* TASK
Filter the records below, keeping only lines with the string "visitor".

(INFORMATION PROVIDED begins)

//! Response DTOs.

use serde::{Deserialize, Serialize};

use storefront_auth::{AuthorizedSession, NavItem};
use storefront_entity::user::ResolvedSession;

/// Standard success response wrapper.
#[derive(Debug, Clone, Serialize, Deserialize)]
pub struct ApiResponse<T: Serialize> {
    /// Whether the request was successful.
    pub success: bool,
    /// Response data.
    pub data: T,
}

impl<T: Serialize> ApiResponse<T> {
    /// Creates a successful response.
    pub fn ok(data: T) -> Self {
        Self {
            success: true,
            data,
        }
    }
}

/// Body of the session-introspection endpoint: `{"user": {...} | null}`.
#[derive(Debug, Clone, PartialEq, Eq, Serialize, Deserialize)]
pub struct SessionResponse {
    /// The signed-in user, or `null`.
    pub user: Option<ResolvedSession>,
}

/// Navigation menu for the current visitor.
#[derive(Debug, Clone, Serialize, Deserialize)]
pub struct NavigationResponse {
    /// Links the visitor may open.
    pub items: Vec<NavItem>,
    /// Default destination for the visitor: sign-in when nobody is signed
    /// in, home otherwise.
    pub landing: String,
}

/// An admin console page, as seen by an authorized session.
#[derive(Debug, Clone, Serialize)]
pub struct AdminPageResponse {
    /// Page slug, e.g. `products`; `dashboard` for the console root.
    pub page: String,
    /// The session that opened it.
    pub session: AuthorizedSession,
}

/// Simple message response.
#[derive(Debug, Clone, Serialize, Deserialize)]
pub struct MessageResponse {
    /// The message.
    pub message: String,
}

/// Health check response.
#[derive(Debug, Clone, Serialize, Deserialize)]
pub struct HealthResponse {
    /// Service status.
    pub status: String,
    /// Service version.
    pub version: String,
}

(INFORMATION PROVIDED ends)

* TASK SOLUTION
/// Navigation menu for the current visitor.
    /// Links the visitor may open.
    /// Default destination for the visitor: sign-in when nobody is signed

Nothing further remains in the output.